[SERVER-25235] Views should drop 'singleBatch' if 'limit' is 1 Created: 22/Jul/16  Updated: 02/Sep/16  Resolved: 16/Aug/16

Status: Closed
Project: Core Server
Component/s: Aggregation Framework
Affects Version/s: None
Fix Version/s: 3.3.12

Type: Improvement Priority: Major - P3
Reporter: Kyle Suarez Assignee: Kyle Suarez
Resolution: Done Votes: 0
Labels: read-only-views
Remaining Estimate: Not Specified
Time Spent: Not Specified
Original Estimate: Not Specified

Issue Links:
Depends
depends on SERVER-25190 Unit tests for view transformations t... Closed
Related
related to SERVER-24766 implement basic view functionality Closed
Backwards Compatibility: Fully Compatible
Sprint: Integration 2016-08-29
Participants:

 Description   

As a special case, when transforming a find into an aggregation for a query on a view, the singleBatch option will be dropped if specified when the limit is exactly 1. This allows queries that specify {limit: 1, singleBatch: true} to be sent against a view; without this, the aggregation system would reject the transformed command.

This allows some driver implementations of find_one() to work with views.

Original Description

Drivers that implement the CRUD specification may send the singleBatch option to implement methods like find_one() (for example, PyMongo does this).

This works for the find command, but the aggregation command does not support it. This makes it impossible to perform a find_one on a view namespace, as it translates all query operations into aggregations.



 Comments   
Comment by Kyle Suarez [ 16/Aug/16 ]

With the latest commit, views now supports drivers who specify singleBatch in their findOne helpers. There's also an integration test that tests views with the server's version of findOne.
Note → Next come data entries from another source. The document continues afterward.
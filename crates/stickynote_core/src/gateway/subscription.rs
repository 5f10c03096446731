//! Live feed subscription handle.
//!
//! # Responsibility
//! - Hold the listener callbacks for one live feed.
//! - Give gateway implementations a producer side (`FeedSlot`) and callers a
//!   consumer side (`Subscription`) with a single cancel path.
//!
//! # Invariants
//! - No listener callback starts after `Subscription::cancel` returns.
//! - Cancellation happens at most once; `Drop` cancels if `cancel` was not
//!   called.
//! - Listener callbacks must not call back into the owning `Subscription`;
//!   the slot lock is held while they run.

use crate::gateway::GatewayError;
use crate::model::note::Note;
use log::debug;
use std::sync::{Arc, Mutex, MutexGuard};
use tokio::task::JoinHandle;

type ChangeFn = Box<dyn FnMut(Vec<Note>) + Send>;
type ErrorFn = Box<dyn FnMut(GatewayError) + Send>;

/// Callbacks invoked by a live feed.
pub struct FeedListener {
    on_change: ChangeFn,
    on_error: ErrorFn,
}

impl FeedListener {
    pub fn new<C, E>(on_change: C, on_error: E) -> Self
    where
        C: FnMut(Vec<Note>) + Send + 'static,
        E: FnMut(GatewayError) + Send + 'static,
    {
        Self {
            on_change: Box::new(on_change),
            on_error: Box::new(on_error),
        }
    }
}

/// Producer side of a subscription, held by the feed task.
#[derive(Clone)]
pub struct FeedSlot {
    listener: Arc<Mutex<Option<FeedListener>>>,
}

impl FeedSlot {
    /// Delivers one full-collection snapshot.
    ///
    /// Returns `false` once the subscription is cancelled; the feed task
    /// should stop.
    pub fn deliver(&self, notes: Vec<Note>) -> bool {
        match lock_slot(&self.listener).as_mut() {
            Some(listener) => {
                (listener.on_change)(notes);
                true
            }
            None => false,
        }
    }

    /// Reports a feed error without ending the subscription.
    ///
    /// Returns `false` once the subscription is cancelled.
    pub fn report(&self, err: GatewayError) -> bool {
        match lock_slot(&self.listener).as_mut() {
            Some(listener) => {
                (listener.on_error)(err);
                true
            }
            None => false,
        }
    }

    /// Ends the feed from the producer side, releasing the listener.
    pub fn finish(&self) {
        lock_slot(&self.listener).take();
    }

    pub fn is_cancelled(&self) -> bool {
        lock_slot(&self.listener).is_none()
    }
}

/// Cancellation handle for one live feed.
pub struct Subscription {
    slot: FeedSlot,
    task: Option<JoinHandle<()>>,
}

impl Subscription {
    /// Creates a subscription around `listener` and returns its producer.
    pub fn open(listener: FeedListener) -> (Self, FeedSlot) {
        let slot = FeedSlot {
            listener: Arc::new(Mutex::new(Some(listener))),
        };
        let subscription = Self {
            slot: slot.clone(),
            task: None,
        };
        (subscription, slot)
    }

    /// Attaches the task driving this feed so cancel can abort it.
    pub fn with_task(mut self, task: JoinHandle<()>) -> Self {
        self.task = Some(task);
        self
    }

    pub fn is_active(&self) -> bool {
        !self.slot.is_cancelled()
    }

    /// Stops the feed. No callback runs after this returns.
    pub fn cancel(mut self) {
        self.release();
    }

    fn release(&mut self) {
        let listener = lock_slot(&self.slot.listener).take();
        if let Some(task) = self.task.take() {
            task.abort();
        }
        if listener.is_some() {
            debug!("event=feed_cancel module=gateway status=ok");
        }
    }
}

impl Drop for Subscription {
    fn drop(&mut self) {
        self.release();
    }
}

fn lock_slot(
    listener: &Mutex<Option<FeedListener>>,
) -> MutexGuard<'_, Option<FeedListener>> {
    // A panicking listener must not wedge cancellation.
    listener
        .lock()
        .unwrap_or_else(|poisoned| poisoned.into_inner())
}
Comment by Githook User [ 16/Aug/16 ]

Author:

{u'username': u'ksuarz', u'name': u'Kyle Suarez', u'email': u'kyle.suarez@mongodb.com'}

Message: SERVER-25235: singleBatch special case in QueryRequest::asAggregationCommand

When converting a QueryRequest into an aggregation command, drop the
'singleBatch' option if 'limit' is present and set to 1.
Branch: master
https://github.com/mongodb/mongo/commit/e7661304b820b16ad51f4485617031f9188b9229

Comment by David Storch [ 25/Jul/16 ]

A few notes from my offline conversation with kyle.suarez:

  • The singleBatch true option only exists in find command to ensure that the find command has feature parity with legacy OP_QUERY find. It shouldn't be necessary for most applications, since the combination of batchSize and limit should cover the main use cases.
  • The shell may be setting singleBatch on a findOne(), however, it probably shouldn't. In 3.2, findOne() can be accomplished with a find command using a limit of 1.
  • We should check with drivers to see in what cases a driver might end up sending a find command to the server with the singleBatch option set.
Comment by Asya Kamsky [ 25/Jul/16 ]

Note this applies to any negative batch size on views:

test@local:33900(3.3.10-96-g7f17bd8) > db.customerService.find().limit(-2)
Error: error: {
	"ok" : 0,
	"errmsg" : "Option singleBatch not supported in aggregation.",
	"code" : 168
}

Comment by Kyle Suarez [ 25/Jul/16 ]

That sounds feasible. I believe we can accomplish this in QueryRequest::asAggregationCommand() – instead of returning a non-OK status if _wantMore is set, we just add an additional $limit of 1 immediately after the $match.

Comment by David Storch [ 25/Jul/16 ]

I'm not sure it makes sense to add this functionality to the aggregation system. The notion of singleBatch doesn't seem particularly useful when there is already both batchSize and limit functionality. (In query land, this is holdover from the days of ntoreturn, when limit and batchSize were encapsulated in a single value.) Why can't findOne() be accomplished in agg using {$limit: 1}?

Comment by Bernie Hackett [ 22/Jul/16 ]

To add a bit more color, most drivers support a negative limit. In OP_QUERY a negative ntoreturn tells the server to return as much as it can in one batch and close the cursor (or maybe never create a cursor in the first place?). Drivers have to keep supporting the same behavior to avoid breaking existing applications.